— Exercise requirements —
Please reproduce exactly the lines from the start of the records through the one containing "helpers implement the", and nothing more.

Stored data
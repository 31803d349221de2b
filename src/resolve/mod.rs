//! Reference resolution against externally supplied lookup tables.
//!
//! The service layer fetches accounts, products and customers and hands them
//! in as read-only snapshots; nothing here fetches or mutates. Resolution is
//! by the platform's own external id. The `apply_*` helpers implement the
//! entry-time editor rules: description defaulting, rate defaulting, and the
//! AP/AR restriction for bill lines.

use crate::error::{ResolveError, ResolveResult};
use crate::models::{Account, Customer, Document, DocumentKind, LineItem, Product};
use serde::{Deserialize, Serialize};

/// Account classifications that may not be booked against on a bill line.
const RESTRICTED_BILL_ACCOUNT_TYPES: [&str; 2] = ["Accounts Payable", "Accounts Receivable"];

/// Owned reference tables, as deserialized from a request body or refs file.
#[derive(Debug, Clone, Default, Serialize, Deserialize)]
#[serde(rename_all = "camelCase")]
pub struct ReferenceTables {
    #[serde(default)]
    pub accounts: Vec<Account>,
    #[serde(default)]
    pub products: Vec<Product>,
    #[serde(default)]
    pub customers: Vec<Customer>,
}

impl ReferenceTables {
    pub fn as_set(&self) -> ReferenceSet<'_> {
        ReferenceSet::new(&self.accounts, &self.products, &self.customers)
    }
}

/// Borrowed view over the reference tables used during one resolution pass.
#[derive(Debug, Clone, Copy)]
pub struct ReferenceSet<'a> {
    accounts: &'a [Account],
    products: &'a [Product],
    customers: &'a [Customer],
}

impl<'a> ReferenceSet<'a> {
    pub fn new(
        accounts: &'a [Account],
        products: &'a [Product],
        customers: &'a [Customer],
    ) -> Self {
        Self { accounts, products, customers }
    }

    pub fn resolve_account(&self, external_id: &str) -> Option<&'a Account> {
        self.accounts.iter().find(|a| a.external_id == external_id)
    }

    pub fn resolve_item(&self, external_id: &str) -> Option<&'a Product> {
        self.products.iter().find(|p| p.external_id == external_id)
    }

    pub fn resolve_customer(&self, external_id: &str) -> Option<&'a Customer> {
        self.customers.iter().find(|c| c.external_id == external_id)
    }
}

/// Reject accounts a bill line may not reference.
///
/// The rule applies only to bills; invoices never route through it.
pub fn check_bill_account(account: &Account) -> ResolveResult<()> {
    if RESTRICTED_BILL_ACCOUNT_TYPES.contains(&account.account_type.as_str()) {
        return Err(ResolveError::RestrictedAccount { name: account.name.clone() });
    }
    Ok(())
}

/// Assign an account to a category line, as the editor does when the operator
/// picks an account.
///
/// Enforces the AP/AR restriction for bills, then sets the account ref and
/// defaults an empty description to the account's display name. An explicit
/// description is never overwritten.
pub fn apply_account_to_line(
    line: &mut LineItem,
    kind: DocumentKind,
    refs: &ReferenceSet,
    external_id: &str,
) -> ResolveResult<()> {
    let account = refs
        .resolve_account(external_id)
        .ok_or_else(|| ResolveError::UnknownAccount(external_id.to_string()))?;

    if kind == DocumentKind::Bill {
        check_bill_account(account)?;
    }

    if let LineItem::Category { account_ref, description, .. } = line {
        *account_ref = account.external_id.clone();
        if description.trim().is_empty() {
            *description = account.name.clone();
        }
    }

    Ok(())
}

/// Assign a product to an item line, as the editor does when the operator
/// picks a product.
///
/// Sets the item ref, defaults an empty description to the product's
/// description (falling back to its name), defaults the rate to the product's
/// sales unit price, and recomputes the line amount.
pub fn apply_product_to_line(
    line: &mut LineItem,
    refs: &ReferenceSet,
    external_id: &str,
) -> ResolveResult<()> {
    let product = refs
        .resolve_item(external_id)
        .ok_or_else(|| ResolveError::UnknownProduct(external_id.to_string()))?;

    if let LineItem::Item { item_ref, description, .. } = line {
        *item_ref = product.external_id.clone();
        if description.trim().is_empty() {
            *description = if product.description.is_empty() {
                product.name.clone()
            } else {
                product.description.clone()
            };
        }
    }
    line.set_rate(product.sales_unit_price);

    Ok(())
}

/// Convenience for the editor: apply an account pick to a line of `doc`.
pub fn pick_account(
    doc: &mut Document,
    line_index: usize,
    refs: &ReferenceSet,
    external_id: &str,
) -> ResolveResult<()> {
    let kind = doc.kind;
    if let Some(line) = doc.lines.get_mut(line_index) {
        apply_account_to_line(line, kind, refs, external_id)?;
    }
    Ok(())
}

#[cfg(test)]
mod tests {
    use super::*;
    use rust_decimal::Decimal;

    fn d(s: &str) -> Decimal {
        s.parse().unwrap()
    }

    fn account(id: &str, name: &str, account_type: &str) -> Account {
        Account {
            external_id: id.to_string(),
            name: name.to_string(),
            account_type: account_type.to_string(),
            active: true,
        }
    }

    fn product(id: &str, name: &str, price: &str) -> Product {
        Product {
            external_id: id.to_string(),
            code: Some(format!("SKU-{id}")),
            name: name.to_string(),
            description: String::new(),
            sales_unit_price: price.parse().unwrap(),
            active: true,
        }
    }

    #[test]
    fn test_resolution_by_external_id() {
        let accounts = vec![account("33", "Office Supplies", "Expense")];
        let products = vec![product("7", "Widget", "2.5")];
        let customers = vec![Customer {
            external_id: "C1".to_string(),
            display_name: "Acme".to_string(),
            email: None,
            address_line1: None,
        }];
        let refs = ReferenceSet::new(&accounts, &products, &customers);

        assert_eq!(refs.resolve_account("33").unwrap().name, "Office Supplies");
        assert_eq!(refs.resolve_item("7").unwrap().name, "Widget");
        assert_eq!(refs.resolve_customer("C1").unwrap().display_name, "Acme");
        assert!(refs.resolve_account("99").is_none());
    }

    #[test]
    fn test_ap_ar_accounts_rejected_on_bills_only() {
        let ap = account("40", "Accounts Payable (A/P)", "Accounts Payable");
        let err = check_bill_account(&ap).unwrap_err();
        assert_eq!(
            err,
            ResolveError::RestrictedAccount { name: "Accounts Payable (A/P)".to_string() }
        );

        // on an invoice the same account passes through apply_account_to_line
        let accounts = vec![ap];
        let refs = ReferenceSet::new(&accounts, &[], &[]);
        let mut line = LineItem::category("", "", d("10"));
        apply_account_to_line(&mut line, DocumentKind::Invoice, &refs, "40").unwrap();

        let mut line = LineItem::category("", "", d("10"));
        assert!(apply_account_to_line(&mut line, DocumentKind::Bill, &refs, "40").is_err());
    }

    #[test]
    fn test_account_pick_defaults_empty_description() {
        let accounts = vec![account("33", "Office Supplies", "Expense")];
        let refs = ReferenceSet::new(&accounts, &[], &[]);

        let mut line = LineItem::category("", "", d("10"));
        apply_account_to_line(&mut line, DocumentKind::Bill, &refs, "33").unwrap();
        assert_eq!(line.description(), "Office Supplies");

        // explicit description is never overwritten
        let mut line = LineItem::category("", "ink cartridges", d("10"));
        apply_account_to_line(&mut line, DocumentKind::Bill, &refs, "33").unwrap();
        assert_eq!(line.description(), "ink cartridges");
    }

    #[test]
    fn test_product_pick_defaults_rate_and_recomputes_amount() {
        let products = vec![product("7", "Widget", "2.5")];
        let refs = ReferenceSet::new(&[], &products, &[]);

        let mut line = LineItem::item("", "", d("3"), Decimal::ZERO);
        apply_product_to_line(&mut line, &refs, "7").unwrap();

        assert_eq!(line.description(), "Widget");
        assert_eq!(line.amount(), d("7.5"));
    }

    #[test]
    fn test_unknown_references() {
        let refs = ReferenceSet::new(&[], &[], &[]);
        let mut line = LineItem::item("", "", d("1"), d("1"));
        assert_eq!(
            apply_product_to_line(&mut line, &refs, "7").unwrap_err(),
            ResolveError::UnknownProduct("7".to_string())
        );
    }
}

— Result for this task —
repository 31803d349221de2b
filename src/resolve/mod.rs
//! Reference resolution against externally supplied lookup tables.
//!
//! The service layer fetches accounts, products and customers and hands them
//! in as read-only snapshots; nothing here fetches or mutates. Resolution is
//! by the platform's own external id. The `apply_*` helpers implement the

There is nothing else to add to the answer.